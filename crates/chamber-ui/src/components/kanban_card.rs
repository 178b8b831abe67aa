use chamber_core::board::Lane;
use chamber_core::due_date::normalize_due_value;
use chamber_core::records::TaskRecord;
use yew::{
  Callback,
  Html,
  MouseEvent,
  Properties,
  classes,
  function_component,
  html
};

use crate::drag::use_kanban_drag;

#[derive(Properties, PartialEq)]
pub struct KanbanCardProps {
  pub task:          TaskRecord,
  pub is_submitting: bool,
  pub on_move: Callback<(String, Lane)>
}

#[function_component(KanbanCard)]
pub fn kanban_card(
  props: &KanbanCardProps
) -> Html {
  let task_id = props.task.id.to_string();
  let drag = use_kanban_drag(
    task_id.clone(),
    props.task.title.clone(),
    props.is_submitting
  );

  let next_lane = props.task.status.next();
  let on_advance = {
    let on_move = props.on_move.clone();
    let task_id = task_id.clone();
    Callback::from(
      move |_: MouseEvent| {
        on_move.emit((
          task_id.clone(),
          next_lane
        ));
      }
    )
  };

  let due = normalize_due_value(
    &props.task.due_date
  )
  .map(|due| due.display());

  html! {
      <div
          class={classes!("kanban-card", drag.is_dragging.then_some("dragging"))}
          draggable="true"
          ondragstart={drag.on_drag_start.clone()}
          ondragend={drag.on_drag_end.clone()}
      >
          <div class="kanban-card-title">{ &props.task.title }</div>
          <div class="kanban-card-meta">
              {
                  if let Some(due) = due {
                      html! { <span class="badge">{ format!("due:{due}") }</span> }
                  } else {
                      html! {}
                  }
              }
              {
                  if let Some(assignee) = props.task.assignee.clone() {
                      html! { <span class="badge">{ format!("@{assignee}") }</span> }
                  } else {
                      html! {}
                  }
              }
          </div>
          <button class="btn" disabled={props.is_submitting} onclick={on_advance}>
              { format!("Move to {}", next_lane.label()) }
          </button>
      </div>
  }
}
mod board;
mod calendar;
mod dashboard;
mod event_detail;
mod events;
mod login;
mod projects;
mod users;

pub use board::BoardView;
pub use calendar::CalendarView;
use chamber_core::snapshot::ChamberSnapshot;
pub use dashboard::DashboardView;
pub use event_detail::EventDetailView;
pub use events::EventsView;
pub use login::LoginView;
pub use projects::ProjectsView;
pub use users::UsersView;
use yew::{
  Html,
  function_component,
  html
};
use yew_router::prelude::Link;

use crate::app::{
  AppContext,
  LoadState,
  Route
};
use crate::components::{
  EmptyView,
  ErrorView,
  LoadingView
};

/// Shared loading/error handling for views that need the snapshot.
fn render_snapshot(
  context: Option<&AppContext>,
  render: impl FnOnce(&ChamberSnapshot) -> Html
) -> Html {
  match context.map(|ctx| &ctx.snapshot) {
    | None => html! {
        <ErrorView message="application context is missing" />
    },
    | Some(LoadState::Loading) => {
      html! { <LoadingView /> }
    }
    | Some(LoadState::Failed(error)) => {
      html! { <ErrorView message={error.clone()} /> }
    }
    | Some(LoadState::Ready(snapshot)) => {
      render(snapshot)
    }
  }
}

#[function_component(NotFoundView)]
pub fn not_found_view() -> Html {
  html! {
      <section class="view">
          <EmptyView message="This page does not exist." />
          <Link<Route> to={Route::Dashboard}>{ "Back to dashboard" }</Link<Route>>
      </section>
  }
}
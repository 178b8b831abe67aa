use std::fmt;
use std::str::FromStr;

use anyhow::anyhow;
use chrono::{
  DateTime,
  Duration,
  Utc
};
use serde::{
  Deserialize,
  Serialize
};

use crate::due_date::normalize_due_value;
use crate::records::TaskRecord;

#[derive(
  Debug,
  Clone,
  Copy,
  PartialEq,
  Eq,
  Hash,
  PartialOrd,
  Ord,
  Default,
  Serialize,
  Deserialize,
)]
#[serde(rename_all = "snake_case")]
pub enum Lane {
  #[default]
  Todo,
  InProgress,
  Done
}

impl Lane {
  pub const ALL: [Lane; 3] =
    [Lane::Todo, Lane::InProgress, Lane::Done];

  pub fn as_str(self) -> &'static str {
    match self {
      | Lane::Todo => "todo",
      | Lane::InProgress => {
        "in_progress"
      }
      | Lane::Done => "done"
    }
  }

  pub fn label(self) -> &'static str {
    match self {
      | Lane::Todo => "To do",
      | Lane::InProgress => {
        "In progress"
      }
      | Lane::Done => "Done"
    }
  }

  pub fn next(self) -> Lane {
    match self {
      | Lane::Todo => Lane::InProgress,
      | Lane::InProgress => Lane::Done,
      | Lane::Done => Lane::Todo
    }
  }
}

impl fmt::Display for Lane {
  fn fmt(
    &self,
    f: &mut fmt::Formatter<'_>
  ) -> fmt::Result {
    f.write_str(self.as_str())
  }
}

impl FromStr for Lane {
  type Err = anyhow::Error;

  fn from_str(
    s: &str
  ) -> Result<Self, Self::Err> {
    let normalized = s
      .trim()
      .to_ascii_lowercase()
      .replace(['-', ' '], "_");
    match normalized.as_str() {
      | "todo" | "to_do" => {
        Ok(Lane::Todo)
      }
      | "in_progress" | "doing"
      | "working" => Ok(Lane::InProgress),
      | "done" | "finished" => {
        Ok(Lane::Done)
      }
      | _ => {
        Err(anyhow!("unknown lane: {s}"))
      }
    }
  }
}

#[derive(
  Debug,
  Clone,
  Copy,
  PartialEq,
  Eq,
)]
pub enum DueStatus {
  Overdue,
  DueSoon,
  Later,
  NoDueDate
}

impl DueStatus {
  pub fn as_str(self) -> &'static str {
    match self {
      | DueStatus::Overdue => "overdue",
      | DueStatus::DueSoon => "due-soon",
      | DueStatus::Later => "later",
      | DueStatus::NoDueDate => "none"
    }
  }
}

/// Classifies a task's due date relative to `now`. Done tasks are never
/// overdue.
pub fn due_status(
  task: &TaskRecord,
  now: DateTime<Utc>,
  soon_days: i64
) -> DueStatus {
  let Some(due) = normalize_due_value(
    &task.due_date
  )
  .and_then(|due| due.instant()) else {
    return DueStatus::NoDueDate;
  };

  if task.status == Lane::Done {
    return DueStatus::Later;
  }
  if due < now {
    return DueStatus::Overdue;
  }
  // A window past the representable range has no upper bound.
  let horizon = Duration::try_days(soon_days)
    .and_then(|window| {
      now.checked_add_signed(window)
    });
  match horizon {
    | Some(horizon) if due > horizon => {
      DueStatus::Later
    }
    | _ => DueStatus::DueSoon
  }
}

#[derive(Debug, Clone, PartialEq)]
pub struct KanbanBoard {
  tasks: Vec<TaskRecord>
}

impl KanbanBoard {
  pub fn from_tasks(
    tasks: &[TaskRecord]
  ) -> Self {
    Self {
      tasks: tasks.to_vec()
    }
  }

  pub fn tasks(&self) -> &[TaskRecord] {
    &self.tasks
  }

  pub fn into_tasks(
    self
  ) -> Vec<TaskRecord> {
    self.tasks
  }

  /// Tasks in `lane`, in board order.
  pub fn lane(
    &self,
    lane: Lane
  ) -> Vec<&TaskRecord> {
    self
      .tasks
      .iter()
      .filter(|task| task.status == lane)
      .collect()
  }

  pub fn lanes(
    &self
  ) -> Vec<(Lane, Vec<&TaskRecord>)> {
    Lane::ALL
      .into_iter()
      .map(|lane| (lane, self.lane(lane)))
      .collect()
  }

  /// Drop handler: moves the task whose id renders as `task_id` into
  /// `lane`. Returns whether anything changed.
  #[tracing::instrument(skip(self))]
  pub fn move_task(
    &mut self,
    task_id: &str,
    lane: Lane
  ) -> anyhow::Result<bool> {
    let task = self
      .tasks
      .iter_mut()
      .find(|task| {
        task.id.matches_text(task_id)
      })
      .ok_or_else(|| {
        anyhow!(
          "no task with id {task_id}"
        )
      })?;

    if task.status == lane {
      tracing::debug!(
        "task already in target lane"
      );
      return Ok(false);
    }

    tracing::info!(
      from = %task.status,
      to = %lane,
      "moved task"
    );
    task.status = lane;
    Ok(true)
  }
}

#[cfg(test)]
mod tests {
  use serde_json::json;

  use super::*;
  use crate::datetime::parse_date_text;

  fn task(
    id: i64,
    status: &str,
    due: serde_json::Value
  ) -> TaskRecord {
    serde_json::from_value(json!({
      "id": id,
      "title": format!("Task {id}"),
      "status": status,
      "due_date": due
    }))
    .expect("task fixture")
  }

  #[test]
  fn lanes_keep_input_order() {
    let board = KanbanBoard::from_tasks(
      &[
        task(1, "todo", json!(null)),
        task(2, "done", json!(null)),
        task(3, "todo", json!(null)),
      ]
    );
    let todo: Vec<_> = board
      .lane(Lane::Todo)
      .into_iter()
      .map(|t| t.id.to_string())
      .collect();
    assert_eq!(todo, vec!["1", "3"]);
    assert!(
      board
        .lane(Lane::InProgress)
        .is_empty()
    );
  }

  #[test]
  fn move_task_changes_lane_once() {
    let mut board =
      KanbanBoard::from_tasks(&[task(
        1,
        "todo",
        json!(null)
      )]);

    assert!(
      board
        .move_task("1", Lane::Done)
        .expect("move")
    );
    assert!(
      !board
        .move_task("1", Lane::Done)
        .expect("noop move")
    );
    assert!(
      board
        .move_task("9", Lane::Todo)
        .is_err()
    );
    assert_eq!(
      board.lane(Lane::Done).len(),
      1
    );
  }

  #[test]
  fn due_status_uses_normalized_dates() {
    let now = parse_date_text(
      "2024-06-01T00:00:00Z"
    )
    .expect("now");

    assert_eq!(
      due_status(
        &task(1, "todo", json!("2024-05-01")),
        now,
        7
      ),
      DueStatus::Overdue
    );
    assert_eq!(
      due_status(
        &task(2, "todo", json!("2024-06-03")),
        now,
        7
      ),
      DueStatus::DueSoon
    );
    assert_eq!(
      due_status(
        &task(3, "done", json!("2024-05-01")),
        now,
        7
      ),
      DueStatus::Later
    );
    assert_eq!(
      due_status(
        &task(4, "todo", json!("garbage")),
        now,
        7
      ),
      DueStatus::NoDueDate
    );
  }

  #[test]
  fn oversized_soon_window_does_not_overflow() {
    let now = parse_date_text(
      "2024-01-01T00:00:00Z"
    )
    .expect("now");
    let far = task(
      1,
      "todo",
      json!("2030-01-01")
    );

    assert_eq!(
      due_status(&far, now, 1_000_000_000),
      DueStatus::DueSoon
    );
    assert_eq!(
      due_status(&far, now, i64::MAX),
      DueStatus::DueSoon
    );
    assert_eq!(
      due_status(
        &task(2, "todo", json!("2023-12-01")),
        now,
        i64::MAX
      ),
      DueStatus::Overdue
    );
  }

  #[test]
  fn lane_aliases_parse() {
    assert_eq!(
      "In Progress"
        .parse::<Lane>()
        .expect("lane"),
      Lane::InProgress
    );
    assert!("later".parse::<Lane>().is_err());
  }
}
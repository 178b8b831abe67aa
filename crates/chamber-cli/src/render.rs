use std::io::{self, IsTerminal, Write};

use anyhow::anyhow;
use chamber_core::board::{DueStatus, KanbanBoard, due_status};
use chamber_core::calendar::{CalendarItem, CalendarTime};
use chamber_core::dashboard::DashboardSummary;
use chamber_core::datetime::{format_project_date, format_project_datetime};
use chamber_core::due_date::{DueDate, normalize_due_value};
use chamber_core::permissions::{Capability, Permissions, Role, permissions_for};
use chamber_core::records::UserRecord;
use chrono::{DateTime, Utc};
use unicode_width::UnicodeWidthStr;

use crate::config::Config;

#[derive(Debug, Clone)]
pub struct Renderer {
    color: bool,
}

impl Renderer {
    pub fn new(cfg: &Config) -> anyhow::Result<Self> {
        let color_cfg = cfg.get("color").unwrap_or_else(|| "on".to_string());
        let color = match color_cfg.to_ascii_lowercase().as_str() {
            "on" | "yes" | "true" | "1" => true,
            "off" | "no" | "false" | "0" => false,
            other => return Err(anyhow!("invalid color setting: {other}")),
        };

        Ok(Self { color })
    }

    #[tracing::instrument(skip(self, items))]
    pub fn print_calendar(&mut self, items: &[CalendarItem]) -> anyhow::Result<()> {
        let out = io::stdout().lock();
        let headers = header_row(&["ID", "Type", "Start", "End", "Title", "Committee", "Location"]);

        let rows = items
            .iter()
            .map(|item| {
                vec![
                    self.paint(&item.id, "33"),
                    item.kind.to_string(),
                    self.format_time(&item.start, item.all_day),
                    self.format_time(&item.end, item.all_day),
                    item.title.clone(),
                    item.committee.clone().unwrap_or_default(),
                    item.location.clone().unwrap_or_default(),
                ]
            })
            .collect();

        write_table(out, headers, rows)
    }

    pub fn print_permissions(&mut self, roles: &[Role]) -> anyhow::Result<()> {
        let out = io::stdout().lock();
        let mut labels = vec!["Role"];
        labels.extend(Capability::ALL.iter().map(|cap| cap.as_str()));
        let headers = header_row(&labels);

        let rows = roles
            .iter()
            .map(|role| {
                let perms = permissions_for(*role);
                let mut row = vec![role.to_string()];
                row.extend(Capability::ALL.iter().map(|cap| self.flag(perms.allows(*cap))));
                row
            })
            .collect();

        write_table(out, headers, rows)
    }

    #[tracing::instrument(skip(self, board, now))]
    pub fn print_board(
        &mut self,
        board: &KanbanBoard,
        now: DateTime<Utc>,
        soon_days: i64,
    ) -> anyhow::Result<()> {
        let mut out = io::stdout().lock();

        for (lane, tasks) in board.lanes() {
            writeln!(out, "{} ({})", self.paint(lane.label(), "1"), tasks.len())?;
            if tasks.is_empty() {
                writeln!(out, "  -")?;
                continue;
            }
            for task in tasks {
                let due = normalize_due_value(&task.due_date)
                    .map(|due| due.display())
                    .unwrap_or_default();
                let due = match due_status(task, now, soon_days) {
                    DueStatus::Overdue => self.paint(&due, "31"),
                    DueStatus::DueSoon => self.paint(&due, "33"),
                    DueStatus::Later | DueStatus::NoDueDate => due,
                };
                let assignee = task
                    .assignee
                    .as_deref()
                    .map(|name| format!(" @{name}"))
                    .unwrap_or_default();
                writeln!(out, "  [{}] {}{} {}", task.id, task.title, assignee, due)?;
            }
        }

        Ok(())
    }

    #[tracing::instrument(skip(self, summary))]
    pub fn print_dashboard(&mut self, summary: &DashboardSummary) -> anyhow::Result<()> {
        let mut out = io::stdout().lock();

        writeln!(
            out,
            "meetings {}  events {}  projects {}",
            summary.meetings, summary.events, summary.projects
        )?;
        writeln!(
            out,
            "open tasks {}  overdue {}  due soon {}",
            summary.open_tasks(),
            self.paint(&summary.overdue_tasks.to_string(), "31"),
            summary.due_soon_tasks
        )?;
        let mut members = summary
            .users_per_role
            .iter()
            .map(|(role, count)| format!("{role}:{count}"))
            .collect::<Vec<_>>();
        if summary.users_without_role > 0 {
            members.push(format!("unknown:{}", summary.users_without_role));
        }
        let members = members.join(" ");
        writeln!(out, "members {members}")?;
        writeln!(out)?;

        if summary.upcoming.is_empty() {
            writeln!(out, "No upcoming items.")?;
            return Ok(());
        }
        writeln!(out, "Upcoming")?;
        drop(out);
        self.print_calendar(&summary.upcoming)
    }

    pub fn print_users(&mut self, users: &[UserRecord]) -> anyhow::Result<()> {
        let out = io::stdout().lock();
        let headers = header_row(&["ID", "Name", "Email", "Role", "Capabilities"]);

        let rows = users
            .iter()
            .map(|user| {
                vec![
                    self.paint(&user.id.to_string(), "33"),
                    user.name.clone(),
                    user.email.clone().unwrap_or_default(),
                    user.role_label().to_string(),
                    capability_list(&user.permissions()),
                ]
            })
            .collect();

        write_table(out, headers, rows)
    }

    pub fn print_due(&mut self, due: Option<&DueDate>) -> anyhow::Result<()> {
        let mut out = io::stdout().lock();
        match due {
            Some(DueDate::Instant(at)) => writeln!(out, "{}", at.to_rfc3339())?,
            Some(serialized) => writeln!(out, "{}", serde_json::to_string(serialized)?)?,
            None => writeln!(out, "{}", self.paint("null", "2"))?,
        }
        Ok(())
    }

    fn format_time(&self, time: &CalendarTime, all_day: bool) -> String {
        match time {
            CalendarTime::At(at) if all_day => format_project_date(*at),
            CalendarTime::At(at) => format_project_datetime(*at),
            CalendarTime::Invalid { .. } => self.paint("invalid", "31"),
        }
    }

    fn flag(&self, allowed: bool) -> String {
        if allowed {
            self.paint("yes", "32")
        } else {
            "no".to_string()
        }
    }

    fn paint(&self, text: &str, code: &str) -> String {
        if !self.color || !io::stdout().is_terminal() {
            return text.to_string();
        }
        format!("\x1b[{code}m{text}\x1b[0m")
    }
}

fn header_row(labels: &[&str]) -> Vec<String> {
    labels.iter().map(|label| label.to_string()).collect()
}

fn capability_list(perms: &Permissions) -> String {
    perms
        .granted()
        .map(|cap| cap.as_str())
        .collect::<Vec<_>>()
        .join(",")
}

fn write_table<W: Write>(
    mut writer: W,
    headers: Vec<String>,
    rows: Vec<Vec<String>>,
) -> anyhow::Result<()> {
    let column_count = headers.len();
    let mut widths = vec![0usize; column_count];

    for (idx, header) in headers.iter().enumerate() {
        widths[idx] = widths[idx].max(UnicodeWidthStr::width(header.as_str()));
    }

    for row in &rows {
        for (idx, cell) in row.iter().enumerate().take(column_count) {
            widths[idx] = widths[idx].max(UnicodeWidthStr::width(strip_ansi(cell).as_str()));
        }
    }

    for idx in 0..column_count {
        write!(writer, "{:width$} ", headers[idx], width = widths[idx])?;
    }
    writeln!(writer)?;

    for width in &widths {
        write!(writer, "{:-<width$} ", "", width = *width)?;
    }
    writeln!(writer)?;

    for row in rows {
        for (idx, cell) in row.iter().enumerate().take(column_count) {
            let visible_width = UnicodeWidthStr::width(strip_ansi(cell).as_str());
            let padding = widths[idx].saturating_sub(visible_width);
            write!(writer, "{}{} ", cell, " ".repeat(padding))?;
        }
        writeln!(writer)?;
    }

    Ok(())
}

fn strip_ansi(s: &str) -> String {
    let mut out = String::with_capacity(s.len());
    let mut escaped = false;

    for ch in s.chars() {
        if escaped {
            if ch == 'm' {
                escaped = false;
            }
            continue;
        }

        if ch == '\x1b' {
            escaped = true;
            continue;
        }

        out.push(ch);
    }

    out
}

#[cfg(test)]
mod tests {
    use super::*;

    #[test]
    fn table_pads_by_visible_width() {
        let mut buf = Vec::new();
        write_table(
            &mut buf,
            header_row(&["ID", "Title"]),
            vec![
                vec!["\x1b[33mmeeting-1\x1b[0m".to_string(), "Board".to_string()],
                vec!["event-22".to_string(), "Gala".to_string()],
            ],
        )
        .expect("write table");

        let text = String::from_utf8(buf).expect("utf8");
        let lines: Vec<_> = text.lines().map(strip_ansi).collect();
        assert_eq!(lines[0], "ID        Title ");
        assert_eq!(lines[1], "--------- ----- ");
        assert_eq!(lines[3], "event-22  Gala  ");
    }

    #[test]
    fn capability_list_names_granted_flags() {
        assert_eq!(capability_list(&permissions_for(Role::Member)), "read,comment");
    }
}
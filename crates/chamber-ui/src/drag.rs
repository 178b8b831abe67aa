use anyhow::anyhow;
use chamber_core::drag::{
  DragController,
  DragProxy,
  DragStartOutcome,
  DragState,
  DragSurface
};
use gloo::timers::callback::Timeout;
use wasm_bindgen::JsValue;
use web_sys::DragEvent;
use yew::{
  Callback,
  hook,
  use_mut_ref,
  use_state
};

/// Adapts a browser `DragEvent` to the controller.
pub struct WebDragSurface<'a> {
  event: &'a DragEvent
}

impl<'a> WebDragSurface<'a> {
  pub fn new(event: &'a DragEvent) -> Self {
    Self { event }
  }
}

fn js_error(err: JsValue) -> anyhow::Error {
  anyhow!("{err:?}")
}

impl DragSurface for WebDragSurface<'_> {
  fn cancel(&self) {
    self.event.prevent_default();
  }

  fn set_transfer_data(
    &self,
    key: &str,
    value: &str
  ) -> anyhow::Result<()> {
    let data_transfer = self
      .event
      .data_transfer()
      .ok_or_else(|| {
        anyhow!(
          "drag event has no data \
           transfer"
        )
      })?;
    data_transfer
      .set_data(key, value)
      .map_err(js_error)
  }

  fn set_effect_allowed(
    &self,
    effect: &str
  ) {
    if let Some(data_transfer) =
      self.event.data_transfer()
    {
      data_transfer
        .set_effect_allowed(effect);
    }
  }

  fn show_drag_proxy(
    &self,
    proxy: &DragProxy
  ) -> anyhow::Result<()> {
    let document = web_sys::window()
      .and_then(|window| {
        window.document()
      })
      .ok_or_else(|| {
        anyhow!("no document")
      })?;
    let body = document
      .body()
      .ok_or_else(|| {
        anyhow!("document has no body")
      })?;

    let element = document
      .create_element("div")
      .map_err(js_error)?;
    element.set_class_name(proxy.class);
    element
      .set_text_content(Some(proxy.label.as_str()));
    body
      .append_child(&element)
      .map_err(js_error)?;

    if let Some(data_transfer) =
      self.event.data_transfer()
    {
      data_transfer.set_drag_image(
        &element,
        proxy.offset_x,
        proxy.offset_y
      );
    }
    element.remove();
    Ok(())
  }
}

#[derive(Clone, PartialEq)]
pub struct KanbanDragHandle {
  pub is_dragging:   bool,
  pub on_drag_start: Callback<DragEvent>,
  pub on_drag_end:   Callback<DragEvent>
}

/// Drag state for one card. The switch to dragging is applied from a
/// zero-delay timeout so it lands after the browser has finished the
/// native drag start.
#[hook]
pub fn use_kanban_drag(
  item_id: String,
  label: String,
  is_submitting: bool
) -> KanbanDragHandle {
  let controller = use_mut_ref(|| {
    DragController::new(
      item_id,
      label.clone()
    )
  });
  let state = use_state(|| DragState::Idle);

  let on_drag_start = {
    let controller = controller.clone();
    let state = state.setter();
    Callback::from(
      move |event: DragEvent| {
        let surface =
          WebDragSurface::new(&event);
        let outcome = {
          let mut drag =
            controller.borrow_mut();
          drag.set_proxy_label(
            label.clone()
          );
          drag.handle_drag_start(
            is_submitting,
            &surface
          )
        };
        if outcome
          == DragStartOutcome::Deferred
        {
          let controller =
            controller.clone();
          let state = state.clone();
          Timeout::new(0, move || {
            let next = controller
              .borrow_mut()
              .commit_deferred();
            state.set(next);
          })
          .forget();
        }
      }
    )
  };

  let on_drag_end = {
    let state = state.setter();
    Callback::from(move |_: DragEvent| {
      let next = controller
        .borrow_mut()
        .handle_drag_end();
      state.set(next);
    })
  };

  KanbanDragHandle {
    is_dragging: state.is_dragging(),
    on_drag_start,
    on_drag_end
  }
}
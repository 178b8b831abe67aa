use chamber_core::permissions::{
  Capability,
  PERMISSIONS,
  Permissions,
  role_allows
};
use yew::{
  Html,
  function_component,
  html,
  use_context
};
use yew_router::prelude::Link;

use super::render_snapshot;
use crate::app::{
  AppContext,
  Route
};
use crate::components::EmptyView;

fn capability_summary(
  permissions: &Permissions
) -> String {
  let granted = permissions
    .granted()
    .map(|cap| cap.as_str())
    .collect::<Vec<_>>();
  if granted.is_empty() {
    "none".to_string()
  } else {
    granted.join(", ")
  }
}

fn permission_matrix() -> Html {
  html! {
      <table class="table permission-matrix">
          <thead>
              <tr>
                  <th>{ "Role" }</th>
                  { for Capability::ALL.iter().map(|cap| html! { <th>{ cap.as_str() }</th> }) }
              </tr>
          </thead>
          <tbody>
              {
                  for PERMISSIONS.iter().map(|(role, permissions)| html! {
                      <tr key={role.as_str()}>
                          <td>{ role.label() }</td>
                          {
                              for Capability::ALL.iter().map(|cap| {
                                  let mark = if permissions.allows(*cap) { "yes" } else { "no" };
                                  html! { <td class={mark}>{ mark }</td> }
                              })
                          }
                      </tr>
                  })
              }
          </tbody>
      </table>
  }
}

#[function_component(UsersView)]
pub fn users_view() -> Html {
  let context = use_context::<AppContext>();
  let session = context
    .as_ref()
    .and_then(|ctx| ctx.session.clone());

  let Some(session) = session else {
    return html! {
        <section class="view users">
            <h1>{ "Members" }</h1>
            <EmptyView message="Sign in to see the member directory." />
            <Link<Route> to={Route::Login}>{ "Sign in" }</Link<Route>>
        </section>
    };
  };

  if !role_allows(
    session.role,
    Capability::Read
  ) {
    return html! {
        <section class="view users">
            <h1>{ "Members" }</h1>
            <EmptyView message="Your role cannot view members." />
        </section>
    };
  }

  render_snapshot(context.as_ref(), |snapshot| {
    let directory = if snapshot.users.is_empty() {
      html! { <EmptyView message="No members yet." /> }
    } else {
      html! {
          <table class="table">
              <thead>
                  <tr>
                      <th>{ "Name" }</th>
                      <th>{ "Email" }</th>
                      <th>{ "Role" }</th>
                      <th>{ "Can" }</th>
                  </tr>
              </thead>
              <tbody>
                  {
                      for snapshot.users.iter().map(|user| html! {
                          <tr key={user.id.to_string()}>
                              <td>{ &user.name }</td>
                              <td>{ user.email.clone().unwrap_or_default() }</td>
                              <td>{ user.role_label() }</td>
                              <td>{ capability_summary(&user.permissions()) }</td>
                          </tr>
                      })
                  }
              </tbody>
          </table>
      }
    };

    html! {
        <section class="view users">
            <h1>{ "Members" }</h1>
            { directory }
            <h2>{ "Role permissions" }</h2>
            { permission_matrix() }
        </section>
    }
  })
}

#[cfg(test)]
mod tests {
  use chamber_core::permissions::{
    Role,
    permissions_for
  };

  use super::*;

  #[test]
  fn summary_lists_granted_capabilities() {
    assert_eq!(
      capability_summary(&permissions_for(
        Role::Member
      )),
      "read, comment"
    );
  }
}
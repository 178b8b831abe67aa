mod app;
mod components;
mod drag;
mod storage;
mod views;

fn main() {
  console_error_panic_hook::set_once();
  wasm_tracing::set_as_global_default();

  tracing::info!(
    "starting Chamber frontend"
  );

  let Some(mount) = web_sys::window()
    .and_then(|window| {
      window.document()
    })
    .and_then(|document| {
      document.get_element_by_id("app")
    })
  else {
    tracing::error!(
      "missing #app mount element"
    );
    return;
  };

  yew::Renderer::<app::App>::with_root(
    mount
  )
  .render();
}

▶ WHAT IS BEING ASKED
Report the number of lines above that contain the word "bool", and only that number.

▶ RESPONSE BOX
7